═════ EXERCISE DATA

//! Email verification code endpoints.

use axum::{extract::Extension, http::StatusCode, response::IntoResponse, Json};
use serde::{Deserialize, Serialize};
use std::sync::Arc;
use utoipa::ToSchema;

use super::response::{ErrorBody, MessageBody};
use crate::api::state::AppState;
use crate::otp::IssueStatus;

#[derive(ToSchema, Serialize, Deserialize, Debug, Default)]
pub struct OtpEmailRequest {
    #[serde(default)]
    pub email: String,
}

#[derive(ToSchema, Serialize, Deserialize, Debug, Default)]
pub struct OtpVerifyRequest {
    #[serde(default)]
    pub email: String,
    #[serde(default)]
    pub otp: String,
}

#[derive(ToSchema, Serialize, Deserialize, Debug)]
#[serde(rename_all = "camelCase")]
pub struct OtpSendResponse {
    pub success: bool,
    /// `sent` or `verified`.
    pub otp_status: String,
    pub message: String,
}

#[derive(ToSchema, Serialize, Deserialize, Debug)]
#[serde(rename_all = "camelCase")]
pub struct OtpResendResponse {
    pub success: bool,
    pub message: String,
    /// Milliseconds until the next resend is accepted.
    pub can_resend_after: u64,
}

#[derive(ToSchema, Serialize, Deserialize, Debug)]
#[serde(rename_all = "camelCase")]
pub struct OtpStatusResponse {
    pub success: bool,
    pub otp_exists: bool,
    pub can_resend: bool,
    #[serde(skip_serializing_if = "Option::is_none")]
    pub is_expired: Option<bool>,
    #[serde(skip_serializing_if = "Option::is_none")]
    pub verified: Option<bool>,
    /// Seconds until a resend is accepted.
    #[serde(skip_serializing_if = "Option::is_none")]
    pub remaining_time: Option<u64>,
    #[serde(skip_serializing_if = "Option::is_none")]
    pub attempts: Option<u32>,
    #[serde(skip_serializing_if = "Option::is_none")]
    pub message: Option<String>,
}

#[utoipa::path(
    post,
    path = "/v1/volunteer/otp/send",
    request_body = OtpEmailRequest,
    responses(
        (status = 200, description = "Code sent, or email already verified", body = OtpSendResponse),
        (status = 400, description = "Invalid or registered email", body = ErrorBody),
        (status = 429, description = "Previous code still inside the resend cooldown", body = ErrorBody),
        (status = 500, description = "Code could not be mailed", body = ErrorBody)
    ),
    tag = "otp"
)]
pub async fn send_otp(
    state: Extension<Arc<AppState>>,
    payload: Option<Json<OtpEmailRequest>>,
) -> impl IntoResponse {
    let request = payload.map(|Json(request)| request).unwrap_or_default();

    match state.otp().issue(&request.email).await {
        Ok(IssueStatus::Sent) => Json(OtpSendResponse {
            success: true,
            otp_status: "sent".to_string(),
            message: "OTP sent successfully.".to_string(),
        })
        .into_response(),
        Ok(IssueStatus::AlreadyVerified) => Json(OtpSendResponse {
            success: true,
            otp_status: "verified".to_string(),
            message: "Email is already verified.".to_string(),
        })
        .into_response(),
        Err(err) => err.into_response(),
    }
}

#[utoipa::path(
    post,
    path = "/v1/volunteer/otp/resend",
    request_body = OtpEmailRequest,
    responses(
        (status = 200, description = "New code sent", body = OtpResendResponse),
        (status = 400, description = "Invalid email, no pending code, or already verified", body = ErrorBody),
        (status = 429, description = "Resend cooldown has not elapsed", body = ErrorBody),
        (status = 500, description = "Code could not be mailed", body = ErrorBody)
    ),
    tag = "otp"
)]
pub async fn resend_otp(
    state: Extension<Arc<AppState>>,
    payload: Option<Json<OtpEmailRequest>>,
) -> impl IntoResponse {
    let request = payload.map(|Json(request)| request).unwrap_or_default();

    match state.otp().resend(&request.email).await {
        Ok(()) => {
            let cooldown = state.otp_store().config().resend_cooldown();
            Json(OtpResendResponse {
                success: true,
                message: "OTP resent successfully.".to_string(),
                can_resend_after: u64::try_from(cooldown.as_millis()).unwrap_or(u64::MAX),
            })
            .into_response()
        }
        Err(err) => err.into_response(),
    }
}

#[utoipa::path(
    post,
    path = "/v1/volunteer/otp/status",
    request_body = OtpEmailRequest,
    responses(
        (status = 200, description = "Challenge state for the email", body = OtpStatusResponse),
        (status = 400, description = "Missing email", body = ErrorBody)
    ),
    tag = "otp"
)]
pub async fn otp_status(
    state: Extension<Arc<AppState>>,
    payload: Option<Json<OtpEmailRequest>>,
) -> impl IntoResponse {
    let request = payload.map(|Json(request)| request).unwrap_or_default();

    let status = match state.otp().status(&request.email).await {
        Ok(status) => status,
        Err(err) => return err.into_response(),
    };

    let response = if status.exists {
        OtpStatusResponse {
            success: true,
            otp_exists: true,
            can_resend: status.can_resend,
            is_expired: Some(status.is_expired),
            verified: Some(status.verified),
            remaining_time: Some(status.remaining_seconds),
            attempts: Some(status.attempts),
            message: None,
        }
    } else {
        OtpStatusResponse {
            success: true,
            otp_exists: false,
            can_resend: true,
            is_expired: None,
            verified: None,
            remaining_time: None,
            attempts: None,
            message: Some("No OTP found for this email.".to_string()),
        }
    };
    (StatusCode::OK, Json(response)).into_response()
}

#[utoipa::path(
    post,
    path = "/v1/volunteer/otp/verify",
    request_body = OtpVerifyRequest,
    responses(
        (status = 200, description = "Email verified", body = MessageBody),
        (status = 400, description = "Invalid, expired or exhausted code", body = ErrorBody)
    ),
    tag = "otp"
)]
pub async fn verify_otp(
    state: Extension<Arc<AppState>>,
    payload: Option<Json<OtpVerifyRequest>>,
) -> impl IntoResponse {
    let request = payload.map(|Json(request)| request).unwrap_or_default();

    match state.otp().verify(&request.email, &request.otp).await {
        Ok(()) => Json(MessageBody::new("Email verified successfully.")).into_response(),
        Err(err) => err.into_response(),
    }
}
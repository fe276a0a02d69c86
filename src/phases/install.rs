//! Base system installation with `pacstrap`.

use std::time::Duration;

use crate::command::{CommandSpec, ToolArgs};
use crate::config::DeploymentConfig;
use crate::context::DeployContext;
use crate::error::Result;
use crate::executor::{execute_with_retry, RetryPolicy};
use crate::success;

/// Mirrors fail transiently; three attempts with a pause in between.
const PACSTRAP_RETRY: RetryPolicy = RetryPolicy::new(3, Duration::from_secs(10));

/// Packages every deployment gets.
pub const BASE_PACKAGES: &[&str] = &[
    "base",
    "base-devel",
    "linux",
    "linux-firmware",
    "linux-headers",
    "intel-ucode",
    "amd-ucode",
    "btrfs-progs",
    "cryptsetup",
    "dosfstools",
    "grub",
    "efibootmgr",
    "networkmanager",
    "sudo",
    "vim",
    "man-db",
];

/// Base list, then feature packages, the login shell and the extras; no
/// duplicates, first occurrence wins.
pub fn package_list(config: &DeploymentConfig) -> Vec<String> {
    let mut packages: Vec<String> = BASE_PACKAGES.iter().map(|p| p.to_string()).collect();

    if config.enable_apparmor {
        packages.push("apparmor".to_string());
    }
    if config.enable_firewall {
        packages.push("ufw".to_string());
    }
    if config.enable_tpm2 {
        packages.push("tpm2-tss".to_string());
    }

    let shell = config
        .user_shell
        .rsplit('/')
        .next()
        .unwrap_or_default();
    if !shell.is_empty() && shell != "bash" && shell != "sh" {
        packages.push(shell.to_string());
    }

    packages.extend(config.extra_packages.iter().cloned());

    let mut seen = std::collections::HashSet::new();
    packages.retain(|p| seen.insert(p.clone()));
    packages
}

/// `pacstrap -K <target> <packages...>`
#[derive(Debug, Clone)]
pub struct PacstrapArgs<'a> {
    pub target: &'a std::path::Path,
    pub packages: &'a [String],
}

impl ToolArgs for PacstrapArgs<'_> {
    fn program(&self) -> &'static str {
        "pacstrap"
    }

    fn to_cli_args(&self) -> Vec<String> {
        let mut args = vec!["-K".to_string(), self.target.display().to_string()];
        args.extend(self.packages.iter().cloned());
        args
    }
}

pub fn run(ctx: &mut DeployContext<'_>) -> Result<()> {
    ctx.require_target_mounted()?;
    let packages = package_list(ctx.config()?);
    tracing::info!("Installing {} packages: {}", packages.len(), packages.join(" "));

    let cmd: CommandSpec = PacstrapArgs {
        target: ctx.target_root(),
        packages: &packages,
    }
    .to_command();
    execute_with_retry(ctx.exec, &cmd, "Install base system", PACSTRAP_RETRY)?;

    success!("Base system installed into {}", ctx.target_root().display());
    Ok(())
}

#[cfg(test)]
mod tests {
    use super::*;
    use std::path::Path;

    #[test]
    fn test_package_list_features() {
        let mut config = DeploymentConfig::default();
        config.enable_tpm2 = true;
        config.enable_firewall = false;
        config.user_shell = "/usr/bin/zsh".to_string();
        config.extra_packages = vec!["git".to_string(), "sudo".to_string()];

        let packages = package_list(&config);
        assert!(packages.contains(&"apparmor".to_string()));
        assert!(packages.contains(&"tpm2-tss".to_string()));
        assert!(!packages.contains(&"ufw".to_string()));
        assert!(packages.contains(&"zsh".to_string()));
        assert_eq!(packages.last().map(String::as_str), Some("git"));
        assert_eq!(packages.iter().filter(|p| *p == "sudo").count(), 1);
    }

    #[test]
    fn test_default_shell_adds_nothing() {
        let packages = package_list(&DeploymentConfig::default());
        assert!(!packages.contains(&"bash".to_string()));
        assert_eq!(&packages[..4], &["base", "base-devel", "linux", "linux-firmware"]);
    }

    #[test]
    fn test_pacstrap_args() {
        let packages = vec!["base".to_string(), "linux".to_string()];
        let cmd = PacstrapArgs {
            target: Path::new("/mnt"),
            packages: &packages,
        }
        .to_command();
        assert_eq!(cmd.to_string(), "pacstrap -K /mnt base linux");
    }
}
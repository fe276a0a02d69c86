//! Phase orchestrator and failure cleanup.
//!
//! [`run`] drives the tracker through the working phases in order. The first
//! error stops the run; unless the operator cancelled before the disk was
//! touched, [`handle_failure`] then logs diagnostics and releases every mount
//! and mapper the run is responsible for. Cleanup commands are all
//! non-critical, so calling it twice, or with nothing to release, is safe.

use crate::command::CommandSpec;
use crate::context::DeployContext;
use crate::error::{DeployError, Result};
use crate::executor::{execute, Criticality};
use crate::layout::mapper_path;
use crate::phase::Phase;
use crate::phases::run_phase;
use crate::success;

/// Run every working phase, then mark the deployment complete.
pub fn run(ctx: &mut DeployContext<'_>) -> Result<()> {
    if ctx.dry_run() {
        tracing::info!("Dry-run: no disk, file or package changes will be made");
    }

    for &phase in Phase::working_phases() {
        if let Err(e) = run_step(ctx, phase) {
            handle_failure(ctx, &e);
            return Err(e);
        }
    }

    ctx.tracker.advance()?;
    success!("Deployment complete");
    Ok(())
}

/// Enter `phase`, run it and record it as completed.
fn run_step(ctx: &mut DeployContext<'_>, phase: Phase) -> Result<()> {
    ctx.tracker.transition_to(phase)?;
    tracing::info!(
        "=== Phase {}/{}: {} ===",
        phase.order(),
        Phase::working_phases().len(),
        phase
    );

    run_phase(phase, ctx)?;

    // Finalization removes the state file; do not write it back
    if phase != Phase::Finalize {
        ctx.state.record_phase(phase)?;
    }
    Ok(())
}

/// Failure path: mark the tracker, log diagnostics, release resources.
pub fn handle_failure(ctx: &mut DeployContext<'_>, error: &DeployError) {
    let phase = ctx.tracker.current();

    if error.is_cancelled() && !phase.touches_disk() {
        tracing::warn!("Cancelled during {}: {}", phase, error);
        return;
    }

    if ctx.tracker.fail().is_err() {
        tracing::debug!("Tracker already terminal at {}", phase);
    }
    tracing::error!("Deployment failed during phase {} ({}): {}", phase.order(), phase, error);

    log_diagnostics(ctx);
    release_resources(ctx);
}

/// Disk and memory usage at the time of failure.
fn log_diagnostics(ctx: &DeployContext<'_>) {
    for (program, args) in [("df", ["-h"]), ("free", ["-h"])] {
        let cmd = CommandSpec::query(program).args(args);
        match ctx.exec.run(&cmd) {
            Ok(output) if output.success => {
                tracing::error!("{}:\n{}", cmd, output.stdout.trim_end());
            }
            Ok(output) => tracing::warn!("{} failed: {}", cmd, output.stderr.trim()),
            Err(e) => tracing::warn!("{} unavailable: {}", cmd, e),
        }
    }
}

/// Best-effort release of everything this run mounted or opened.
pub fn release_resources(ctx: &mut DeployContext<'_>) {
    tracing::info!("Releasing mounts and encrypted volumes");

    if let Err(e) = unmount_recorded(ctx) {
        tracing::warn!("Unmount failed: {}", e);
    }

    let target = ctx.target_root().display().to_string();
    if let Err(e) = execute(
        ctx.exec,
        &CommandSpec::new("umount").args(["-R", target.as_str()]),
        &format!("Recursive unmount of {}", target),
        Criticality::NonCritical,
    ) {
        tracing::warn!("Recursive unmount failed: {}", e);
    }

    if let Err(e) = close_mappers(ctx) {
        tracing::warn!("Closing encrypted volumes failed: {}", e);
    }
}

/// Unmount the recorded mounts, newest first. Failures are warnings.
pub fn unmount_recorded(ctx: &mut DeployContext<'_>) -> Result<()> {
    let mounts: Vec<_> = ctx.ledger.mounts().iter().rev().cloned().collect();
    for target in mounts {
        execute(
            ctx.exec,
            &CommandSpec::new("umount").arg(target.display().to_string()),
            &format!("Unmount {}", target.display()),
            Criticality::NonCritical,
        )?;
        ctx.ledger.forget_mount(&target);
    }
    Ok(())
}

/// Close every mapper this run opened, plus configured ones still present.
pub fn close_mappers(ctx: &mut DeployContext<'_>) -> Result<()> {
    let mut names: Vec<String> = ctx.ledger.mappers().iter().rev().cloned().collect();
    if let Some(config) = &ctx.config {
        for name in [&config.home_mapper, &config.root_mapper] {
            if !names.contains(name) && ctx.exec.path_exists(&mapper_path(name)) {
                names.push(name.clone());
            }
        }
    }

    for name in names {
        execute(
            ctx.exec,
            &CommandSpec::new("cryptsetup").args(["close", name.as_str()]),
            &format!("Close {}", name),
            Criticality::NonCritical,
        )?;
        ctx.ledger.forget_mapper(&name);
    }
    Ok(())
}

══════════

DESCRIPTION OF THE TASK >>
For each line above that contains "cryptsetup", make a copy.

ANSWER BELOW >>
    "cryptsetup",
            &CommandSpec::new("cryptsetup").args(["close", name.as_str()]),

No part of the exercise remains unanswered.